Task instructions:
Across the entries below, how many lines have the word "rewound" in them? Respond with only the number.

Input material:

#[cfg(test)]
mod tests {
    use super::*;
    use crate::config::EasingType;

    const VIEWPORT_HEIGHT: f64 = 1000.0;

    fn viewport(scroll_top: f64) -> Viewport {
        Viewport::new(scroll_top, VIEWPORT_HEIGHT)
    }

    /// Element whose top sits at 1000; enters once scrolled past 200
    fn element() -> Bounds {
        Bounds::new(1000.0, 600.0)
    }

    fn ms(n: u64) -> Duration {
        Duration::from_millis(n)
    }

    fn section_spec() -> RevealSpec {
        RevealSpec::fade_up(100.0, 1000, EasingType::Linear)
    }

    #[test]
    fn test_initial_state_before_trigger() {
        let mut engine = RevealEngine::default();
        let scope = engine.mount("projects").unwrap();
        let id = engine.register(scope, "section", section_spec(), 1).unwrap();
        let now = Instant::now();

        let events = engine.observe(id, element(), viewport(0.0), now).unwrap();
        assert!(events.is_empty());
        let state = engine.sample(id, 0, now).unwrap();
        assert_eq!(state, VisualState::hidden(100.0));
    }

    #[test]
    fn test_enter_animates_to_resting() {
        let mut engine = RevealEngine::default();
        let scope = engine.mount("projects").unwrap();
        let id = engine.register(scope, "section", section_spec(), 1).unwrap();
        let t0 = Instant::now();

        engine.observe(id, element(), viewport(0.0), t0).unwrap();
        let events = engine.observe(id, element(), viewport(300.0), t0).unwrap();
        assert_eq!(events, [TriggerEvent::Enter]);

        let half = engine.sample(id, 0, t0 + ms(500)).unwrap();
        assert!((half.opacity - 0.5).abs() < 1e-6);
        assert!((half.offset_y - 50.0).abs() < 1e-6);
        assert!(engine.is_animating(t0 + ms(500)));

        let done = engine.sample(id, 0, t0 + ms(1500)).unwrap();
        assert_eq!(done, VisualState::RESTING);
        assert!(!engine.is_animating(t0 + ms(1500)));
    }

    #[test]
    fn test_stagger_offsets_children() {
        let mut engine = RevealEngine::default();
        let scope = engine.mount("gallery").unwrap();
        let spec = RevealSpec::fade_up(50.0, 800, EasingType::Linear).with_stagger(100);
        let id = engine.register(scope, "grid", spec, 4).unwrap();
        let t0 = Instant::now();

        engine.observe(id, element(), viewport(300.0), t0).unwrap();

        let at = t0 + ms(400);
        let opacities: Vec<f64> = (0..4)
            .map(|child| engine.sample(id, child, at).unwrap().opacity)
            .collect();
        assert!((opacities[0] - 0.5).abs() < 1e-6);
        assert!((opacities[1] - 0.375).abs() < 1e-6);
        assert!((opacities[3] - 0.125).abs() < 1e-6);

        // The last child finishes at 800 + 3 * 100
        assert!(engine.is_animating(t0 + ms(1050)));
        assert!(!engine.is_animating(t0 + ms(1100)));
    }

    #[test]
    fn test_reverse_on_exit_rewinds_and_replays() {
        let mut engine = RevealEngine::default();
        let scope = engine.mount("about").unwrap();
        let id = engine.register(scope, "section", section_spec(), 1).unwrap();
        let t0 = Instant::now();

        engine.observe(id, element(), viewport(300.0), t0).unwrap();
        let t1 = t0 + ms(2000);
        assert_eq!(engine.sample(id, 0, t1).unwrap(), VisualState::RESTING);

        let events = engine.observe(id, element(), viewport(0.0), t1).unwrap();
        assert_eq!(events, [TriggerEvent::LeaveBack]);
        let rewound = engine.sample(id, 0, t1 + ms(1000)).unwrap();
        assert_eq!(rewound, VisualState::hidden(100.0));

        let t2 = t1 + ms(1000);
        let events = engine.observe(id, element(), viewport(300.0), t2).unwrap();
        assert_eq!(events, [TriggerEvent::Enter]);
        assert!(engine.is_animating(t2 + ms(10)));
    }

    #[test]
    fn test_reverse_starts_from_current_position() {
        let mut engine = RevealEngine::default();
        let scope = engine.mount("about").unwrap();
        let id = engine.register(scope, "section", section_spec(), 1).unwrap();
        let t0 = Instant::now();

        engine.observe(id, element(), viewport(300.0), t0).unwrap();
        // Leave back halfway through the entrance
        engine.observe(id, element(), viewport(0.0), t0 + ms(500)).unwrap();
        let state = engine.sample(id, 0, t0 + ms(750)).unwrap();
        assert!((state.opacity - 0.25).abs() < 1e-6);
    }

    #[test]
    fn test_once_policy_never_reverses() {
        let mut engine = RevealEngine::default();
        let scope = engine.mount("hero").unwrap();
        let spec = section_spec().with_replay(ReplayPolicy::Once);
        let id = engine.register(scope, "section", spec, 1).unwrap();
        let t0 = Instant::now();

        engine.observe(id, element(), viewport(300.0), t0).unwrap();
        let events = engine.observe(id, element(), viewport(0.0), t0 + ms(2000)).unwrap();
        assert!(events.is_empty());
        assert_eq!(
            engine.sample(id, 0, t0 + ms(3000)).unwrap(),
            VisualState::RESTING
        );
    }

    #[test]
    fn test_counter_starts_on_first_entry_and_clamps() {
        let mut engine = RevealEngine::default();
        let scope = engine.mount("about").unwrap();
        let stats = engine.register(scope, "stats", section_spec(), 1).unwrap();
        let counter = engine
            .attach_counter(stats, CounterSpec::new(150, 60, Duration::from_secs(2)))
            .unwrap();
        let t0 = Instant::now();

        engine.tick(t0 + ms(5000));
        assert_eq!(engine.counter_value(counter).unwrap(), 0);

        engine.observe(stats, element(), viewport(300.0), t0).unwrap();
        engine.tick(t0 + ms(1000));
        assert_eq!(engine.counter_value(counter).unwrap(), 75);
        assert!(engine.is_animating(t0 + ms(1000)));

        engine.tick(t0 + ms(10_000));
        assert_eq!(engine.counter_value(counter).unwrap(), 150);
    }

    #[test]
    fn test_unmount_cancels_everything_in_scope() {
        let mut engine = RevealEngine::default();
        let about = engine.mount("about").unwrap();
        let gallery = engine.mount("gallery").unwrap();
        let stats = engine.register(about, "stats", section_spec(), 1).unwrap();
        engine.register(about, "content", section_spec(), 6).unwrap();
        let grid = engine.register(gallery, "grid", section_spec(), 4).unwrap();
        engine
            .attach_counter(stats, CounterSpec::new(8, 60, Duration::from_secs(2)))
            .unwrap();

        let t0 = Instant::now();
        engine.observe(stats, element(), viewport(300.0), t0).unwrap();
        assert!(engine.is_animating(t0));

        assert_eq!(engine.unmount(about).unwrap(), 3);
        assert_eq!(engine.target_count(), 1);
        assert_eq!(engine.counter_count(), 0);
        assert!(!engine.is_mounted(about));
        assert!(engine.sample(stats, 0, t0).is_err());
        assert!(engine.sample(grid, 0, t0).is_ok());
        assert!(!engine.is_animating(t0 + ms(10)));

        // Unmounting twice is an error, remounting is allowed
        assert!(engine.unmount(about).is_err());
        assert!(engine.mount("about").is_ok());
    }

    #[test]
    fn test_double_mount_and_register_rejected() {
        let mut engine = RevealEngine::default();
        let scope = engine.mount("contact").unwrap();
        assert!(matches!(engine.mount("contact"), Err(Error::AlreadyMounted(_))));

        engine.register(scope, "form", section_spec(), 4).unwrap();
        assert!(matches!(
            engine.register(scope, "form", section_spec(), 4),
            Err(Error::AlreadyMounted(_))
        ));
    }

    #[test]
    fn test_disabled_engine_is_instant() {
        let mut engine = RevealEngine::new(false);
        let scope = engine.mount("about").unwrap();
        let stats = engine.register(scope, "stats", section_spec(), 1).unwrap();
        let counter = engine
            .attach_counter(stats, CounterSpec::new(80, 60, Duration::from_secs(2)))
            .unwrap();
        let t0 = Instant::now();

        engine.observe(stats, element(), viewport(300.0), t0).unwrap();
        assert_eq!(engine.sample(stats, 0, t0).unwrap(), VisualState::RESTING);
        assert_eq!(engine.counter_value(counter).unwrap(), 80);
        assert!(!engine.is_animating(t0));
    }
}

Reply to the task:
2